The Supreme Court is considering a challenge to the ban on bump stocks

The Semiautomatic Bump Stock Case at the Supreme Court: An Argument against the Revocable 2018 Las Vegas Gun-Carrying Supermajority

It’s an argument that plays to the Supreme Court’s conservative supermajority and its increasing inclination to roll back agency powers. The case is expected to be decided in the summer.

Those challenging the repeal of the Trump rule argue that the ATTF doesn’t equate bump stocks with machine guns. They argue that the agency has wrongly reinterpreted the statute banning machine guns to include bump stocks, and they maintain that the agency doesn’t have the authority to do that under existing law.

The machine gun ban didn’t draw a distinction between a machine gun and a semiautomatic mod with abump stock, which facilitates rapid fire like a machine gun, as the challengers are making it out to be.

Yet another gun case at the Supreme Court Wednesday. This time the Second Amendment right to bear arms is nowhere in sight. Rather, the question is the legality of a federal regulation banning devices that modify semiautomatic weapons to speed the firing mechanism.

The regulation was not created by the Biden administration. It was created by President Trump in 2018 after a single gunman in Las Vegas, using multiple guns modified by so-called bump stock devices, killed 60 people and wounded 400 more — all in the space of 11 minutes.

Actually, it wasn’t a machine gun. The shooter was armed with 14 semiautomatic weapons, modified with bump stocks to generate rapid fire. The Bureau of Alcohol Tobacco, Firearms and Explosives was almost immediately ordered to ban the sale and possession of the devices, after the carnage was so terrible that it almost resulted in a ban on legal semi-automatic guns.

Machine guns were developed at the end of the 1800s for use as military weapons in battle. But in the late 1920s and early 1930s gangsters began using them for their criminal activities, often terrorizing the streets. Congress responded by enacting the National Firearms Act in 1934 banning machine guns.

Why do bump stocks matter but we shouldn’t regulate them?
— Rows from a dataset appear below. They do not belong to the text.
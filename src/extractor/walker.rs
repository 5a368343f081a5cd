//! Repository file discovery

use super::{relative_path, ExtractionConfig, SourceFile, DEFAULT_SKIP_DIRS};
use std::collections::{BTreeMap, BTreeSet};
use std::path::{Path, PathBuf};
use walkdir::WalkDir;

/// Walks the configured scan directories under an explicit root
pub struct RepositoryWalker<'a> {
    root: &'a Path,
    config: &'a ExtractionConfig,
}

impl<'a> RepositoryWalker<'a> {
    pub fn new(root: &'a Path, config: &'a ExtractionConfig) -> Self {
        Self { root, config }
    }

    fn is_skipped_dir(&self, name: &str) -> bool {
        DEFAULT_SKIP_DIRS.contains(&name) || self.config.skip_dirs.iter().any(|d| d == name)
    }

    /// Collect every file under the scan directories, tagged with its package.
    ///
    /// Missing scan directories and unreadable entries are skipped.
    pub fn walk(&self) -> Vec<SourceFile> {
        let mut paths = BTreeSet::new();

        for scan_dir in &self.config.scan_dirs {
            let dir = match scan_dir.trim_matches('/') {
                "" | "." => self.root.to_path_buf(),
                sub => self.root.join(sub),
            };
            if !dir.is_dir() {
                tracing::debug!("Scan directory not found, skipping: {}", dir.display());
                continue;
            }

            let entries = WalkDir::new(&dir)
                .follow_links(false)
                .into_iter()
                .filter_entry(|e| {
                    !(e.depth() > 0
                        && e.file_type().is_dir()
                        && e.file_name()
                            .to_str()
                            .map(|n| self.is_skipped_dir(n))
                            .unwrap_or(false))
                });

            for entry in entries {
                let entry = match entry {
                    Ok(entry) => entry,
                    Err(e) => {
                        tracing::debug!("Skipping unreadable entry: {}", e);
                        continue;
                    }
                };
                if !entry.file_type().is_file() {
                    continue;
                }
                let too_large = entry
                    .metadata()
                    .map(|m| m.len() > self.config.max_file_size)
                    .unwrap_or(false);
                if too_large {
                    tracing::debug!("Skipping large file: {}", entry.path().display());
                    continue;
                }
                paths.insert(entry.into_path());
            }
        }

        let packages = Self::package_roots(&paths);
        paths
            .into_iter()
            .map(|path| {
                let package = Self::owning_package(&packages, &path);
                SourceFile {
                    relative_path: relative_path(self.root, &path),
                    path,
                    package,
                }
            })
            .collect()
    }

    /// Directory -> package name, from every `package.json` found
    fn package_roots(paths: &BTreeSet<PathBuf>) -> BTreeMap<PathBuf, String> {
        paths
            .iter()
            .filter(|p| p.file_name().and_then(|n| n.to_str()) == Some("package.json"))
            .filter_map(|p| {
                let content = std::fs::read_to_string(p).ok()?;
                let manifest: serde_json::Value = serde_json::from_str(&content).ok()?;
                let name = manifest.get("name")?.as_str()?.to_string();
                Some((p.parent()?.to_path_buf(), name))
            })
            .collect()
    }

    fn owning_package(packages: &BTreeMap<PathBuf, String>, path: &Path) -> Option<String> {
        path.ancestors()
            .skip(1)
            .find_map(|dir| packages.get(dir))
            .cloned()
    }
}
Justice Alito argues that “bumps” can preserve the character of a weapon

The New Civil Liberties Alliance, a conservative group that is challenging the regulation of bump stocks, believes that there is no change to the character of a weapon.
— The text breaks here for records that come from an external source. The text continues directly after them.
/// Rank, partition and bucket a raw query result
fn summarize(
    request: &QueryRequest,
    result: QueryResult,
    execution_time_ms: u64,
) -> (QueryResults, ResponseMetadata) {
    let target = request.target.trim();
    let by_id: HashMap<&str, &GraphNode> =
        result.nodes.iter().map(|n| (n.id.as_str(), n)).collect();

    let mut matched_ids = column_ids(&result, "n");
    if matched_ids.is_empty() && result.records.is_empty() {
        matched_ids = result.nodes.iter().map(|n| n.id.clone()).collect();
    }
    let matched: Vec<GraphNode> = matched_ids
        .iter()
        .filter_map(|id| by_id.get(id.as_str()).map(|n| (*n).clone()))
        .collect();
    let matched_set: HashSet<&str> = matched_ids.iter().map(|s| s.as_str()).collect();
    let neighbours: Vec<GraphNode> = column_ids(&result, "m")
        .iter()
        .filter(|id| !matched_set.contains(id.as_str()))
        .filter_map(|id| by_id.get(id.as_str()).map(|n| (*n).clone()))
        .collect();

    let patterns = if request.query_type == QueryType::FindPattern {
        ranking::group_patterns(&matched)
    } else {
        Vec::new()
    };

    let rank_target = RankTarget::new(target);
    let ranked = ranking::rank(ranking::dedupe_by_name(matched), &rank_target);
    let (primary, mut related) = ranking::partition(ranked, &rank_target);
    let known: HashSet<String> = related
        .iter()
        .chain(primary.iter())
        .map(|n| n.name.clone())
        .collect();
    related.extend(
        ranking::dedupe_by_name(neighbours)
            .into_iter()
            .filter(|n| !known.contains(&n.name)),
    );

    let names: HashMap<&str, &str> = result
        .nodes
        .iter()
        .map(|n| (n.id.as_str(), n.name.as_str()))
        .collect();
    let relationships: Vec<RelationshipSummary> = result
        .relationships
        .iter()
        .map(|r| RelationshipSummary::new(r, &names))
        .collect();

    let related_files = ranking::bucket_files(
        primary
            .iter()
            .chain(related.iter())
            .filter(|n| n.node_type() != NodeType::Package)
            .map(|n| n.file_path()),
    );

    let confidence = ranking::confidence(primary.as_ref(), &rank_target, related.len());
    let total_found = related.len() + usize::from(primary.is_some());
    let suggestions = suggestions_for(target, primary.as_ref(), &related, confidence);

    let results = QueryResults {
        primary_target: primary.as_ref().map(EntitySummary::from),
        related_entities: related.iter().map(EntitySummary::from).collect(),
        relationships,
        related_files,
        suggestions,
        patterns,
    };
    let metadata = ResponseMetadata {
        execution_time_ms,
        confidence,
        total_found,
    };
    (results, metadata)
}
“Whether or not there is a bump stock attached to that semi-automatic weapon, a bump stock does not change the way that trigger operates,” he says. “The trigger has to be pulled for each time the trigger moves… the trigger resets between each shot.”

In 2018, the federal government banned bump stocks for that reason, but gun enthusiasts have challenged the regulation in court, contending that only Congress has the power to enact such a ban.
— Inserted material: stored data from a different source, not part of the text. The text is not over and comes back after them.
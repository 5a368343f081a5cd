//! Implementation steps, scope and effort estimation

use crate::extractor::helpers::to_snake_case;
use crate::intent::DetectedAction;
use crate::query::RelatedFiles;
use serde::{Deserialize, Serialize};

#[derive(Debug, Clone, Copy, PartialEq, Eq, Serialize, Deserialize)]
#[serde(rename_all = "snake_case")]
pub enum StepKind {
    SchemaEdit,
    DatabaseMigration,
    ApiUpdate,
    UiUpdate,
    TestAddition,
    SchemaReview,
}

impl StepKind {
    /// Layer of the codebase the step touches
    pub fn scope_layer(&self) -> Option<&'static str> {
        match self {
            StepKind::SchemaEdit => Some("database"),
            StepKind::DatabaseMigration => Some("migration"),
            StepKind::ApiUpdate => Some("api"),
            StepKind::UiUpdate => Some("ui"),
            StepKind::TestAddition => Some("tests"),
            StepKind::SchemaReview => None,
        }
    }
}

/// Step kinds for an intent, in execution order
pub fn steps_for(action: DetectedAction) -> &'static [StepKind] {
    use StepKind::*;
    match action {
        DetectedAction::AddField | DetectedAction::RemoveField => {
            &[SchemaEdit, DatabaseMigration, ApiUpdate, UiUpdate, TestAddition]
        }
        DetectedAction::AddValidation => &[SchemaEdit, ApiUpdate, UiUpdate, TestAddition],
        DetectedAction::CreateApi => &[SchemaEdit, ApiUpdate, TestAddition],
        DetectedAction::CreateUi => &[UiUpdate, TestAddition],
        DetectedAction::Unknown => &[SchemaReview],
    }
}

#[derive(Debug, Clone, PartialEq, Serialize, Deserialize)]
pub struct ImplementationStep {
    pub order: u32,
    pub kind: StepKind,
    pub file_path: String,
    pub description: String,
}

/// Where each layer of a change lives
#[derive(Debug, Clone, PartialEq)]
pub struct TargetPaths {
    pub schema: String,
    pub migration: String,
    pub api: String,
    pub ui: String,
    pub test: String,
}

impl TargetPaths {
    /// Resolved files first, conventional monorepo locations otherwise
    pub fn resolve(entity: Option<&str>, schema_file: Option<&str>, files: &RelatedFiles) -> Self {
        let stem = entity
            .map(to_snake_case)
            .unwrap_or_else(|| "entity".to_string());
        let pascal = entity.unwrap_or("Entity");

        let schema = schema_file
            .map(|s| s.to_string())
            .or_else(|| files.schemas.first().cloned())
            .unwrap_or_else(|| format!("packages/db/src/schema/{}.ts", stem));
        let migration = files.migrations.first().cloned().unwrap_or_else(|| {
            match schema.rsplit_once('/') {
                Some((dir, _)) => format!("{}/migrations", dir),
                None => "migrations".to_string(),
            }
        });

        Self {
            migration,
            schema,
            api: files
                .apis
                .first()
                .cloned()
                .unwrap_or_else(|| format!("packages/api/src/router/{}.ts", stem)),
            ui: files
                .ui_components
                .first()
                .cloned()
                .unwrap_or_else(|| format!("apps/web/src/components/{}Form.tsx", pascal)),
            test: files
                .tests
                .first()
                .cloned()
                .unwrap_or_else(|| format!("packages/api/src/__tests__/{}.test.ts", stem)),
        }
    }

    pub fn for_kind(&self, kind: StepKind) -> &str {
        match kind {
            StepKind::SchemaEdit | StepKind::SchemaReview => self.schema.as_str(),
            StepKind::DatabaseMigration => self.migration.as_str(),
            StepKind::ApiUpdate => self.api.as_str(),
            StepKind::UiUpdate => self.ui.as_str(),
            StepKind::TestAddition => self.test.as_str(),
        }
    }
}

fn describe(action: DetectedAction, kind: StepKind, entity: &str, field: &str) -> String {
    use StepKind::*;
    match (action, kind) {
        (DetectedAction::AddField, SchemaEdit) => format!("Add `{}` to the {} schema", field, entity),
        (DetectedAction::AddField, DatabaseMigration) => {
            format!("Generate and apply a migration adding `{}`", field)
        }
        (DetectedAction::AddField, ApiUpdate) => format!(
            "Accept and return `{}` in {} procedures and input validation",
            field, entity
        ),
        (DetectedAction::AddField, UiUpdate) => {
            format!("Show and edit `{}` in {} forms and views", field, entity)
        }
        (DetectedAction::AddField, TestAddition) => {
            format!("Cover `{}` in {} tests", field, entity)
        }
        (DetectedAction::RemoveField, SchemaEdit) => {
            format!("Remove `{}` from the {} schema", field, entity)
        }
        (DetectedAction::RemoveField, DatabaseMigration) => {
            format!("Generate a migration dropping `{}`", field)
        }
        (DetectedAction::RemoveField, ApiUpdate) => {
            format!("Remove `{}` from {} API inputs and outputs", field, entity)
        }
        (DetectedAction::RemoveField, UiUpdate) => {
            format!("Remove `{}` from {} forms and views", field, entity)
        }
        (DetectedAction::RemoveField, TestAddition) => {
            format!("Update {} tests that reference `{}`", entity, field)
        }
        (DetectedAction::AddValidation, SchemaEdit) => {
            format!("Add validation rules for `{}` to the {} schema", field, entity)
        }
        (DetectedAction::AddValidation, ApiUpdate) => {
            format!("Enforce the new rules in {} API input validation", entity)
        }
        (DetectedAction::AddValidation, UiUpdate) => {
            format!("Surface validation errors in {} forms", entity)
        }
        (DetectedAction::AddValidation, TestAddition) => {
            format!("Test valid and invalid {} input", entity)
        }
        (DetectedAction::CreateApi, SchemaEdit) => {
            format!("Define input and output schemas for the new {} endpoint", entity)
        }
        (DetectedAction::CreateApi, ApiUpdate) => {
            format!("Implement the {} endpoint and register it in the router", entity)
        }
        (DetectedAction::CreateApi, TestAddition) => format!("Add endpoint tests for {}", entity),
        (DetectedAction::CreateUi, UiUpdate) => format!("Build the {} component", entity),
        (DetectedAction::CreateUi, TestAddition) => format!("Add component tests for {}", entity),
        (_, SchemaReview) => format!(
            "Review the {} schema and related files to scope the change",
            entity
        ),
        (_, kind) => format!("Update {} ({:?})", entity, kind),
    }
}

/// Ordered steps for an intent
pub fn build_steps(
    action: DetectedAction,
    entity: Option<&str>,
    field: Option<&str>,
    paths: &TargetPaths,
) -> Vec<ImplementationStep> {
    let entity = entity.unwrap_or("the entity");
    let field = field.unwrap_or("the field");
    steps_for(action)
        .iter()
        .enumerate()
        .map(|(i, kind)| ImplementationStep {
            order: i as u32 + 1,
            kind: *kind,
            file_path: paths.for_kind(*kind).to_string(),
            description: describe(action, *kind, entity, field),
        })
        .collect()
}

/// Distinct layers touched by the steps, in step order
pub fn scope_of(steps: &[ImplementationStep]) -> Vec<String> {
    let mut scope: Vec<String> = Vec::new();
    for layer in steps.iter().filter_map(|s| s.kind.scope_layer()) {
        if !scope.iter().any(|s| s == layer) {
            scope.push(layer.to_string());
        }
    }
    scope
}

#[derive(Debug, Clone, Copy, PartialEq, Eq, Serialize, Deserialize)]
#[serde(rename_all = "lowercase")]
pub enum Complexity {
    Simple,
    Medium,
    Complex,
}

impl Complexity {
    pub fn from_score(score: f64) -> Self {
        if score <= 2.0 {
            Complexity::Simple
        } else if score <= 4.0 {
            Complexity::Medium
        } else {
            Complexity::Complex
        }
    }

    pub fn base_minutes(&self) -> u32 {
        match self {
            Complexity::Simple => 15,
            Complexity::Medium => 45,
            Complexity::Complex => 120,
        }
    }
}

fn intent_weight(action: DetectedAction) -> f64 {
    match action {
        DetectedAction::AddField | DetectedAction::AddValidation => 1.0,
        DetectedAction::RemoveField => 2.0,
        DetectedAction::CreateUi | DetectedAction::CreateApi => 3.0,
        DetectedAction::Unknown => 4.0,
    }
}

/// Complexity score of a change
pub fn complexity_score(
    action: DetectedAction,
    scope_len: usize,
    validation_count: usize,
    composite_type: bool,
) -> f64 {
    let mut score = intent_weight(action) + 0.5 * scope_len as f64;
    if validation_count > 2 {
        score += 1.0;
    }
    if composite_type {
        score += 1.0;
    }
    score
}

/// Base minutes for the complexity plus ten per scope item beyond the first
pub fn estimate_minutes(complexity: Complexity, scope_len: usize) -> u32 {
    complexity.base_minutes() + 10 * scope_len.saturating_sub(1) as u32
}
Justice Samuel Alito, seeking to rescue Mitchell, posed this question: “Can you imagine a legislator thinking we should ban machine guns but we should not ban bump stocks? Is there any reason why a legislator might reach that judgment?”

Justice Clarence Thomas made a similar point to Mitchell, asking, “Why don’t you simply then look backwards and say that the nature of the firing mechanism has changed; thus, the nature of the trigger has changed?”

Mitchell said that the rate of fire has changed. “And it’s still one shot per function of the trigger, even though the shots are coming out of the barrel a lot faster than they were before.”

Mitchell replied yes. People with disabilities and people with arthritis in their fingers can use bumped stocks to help with their dexterity.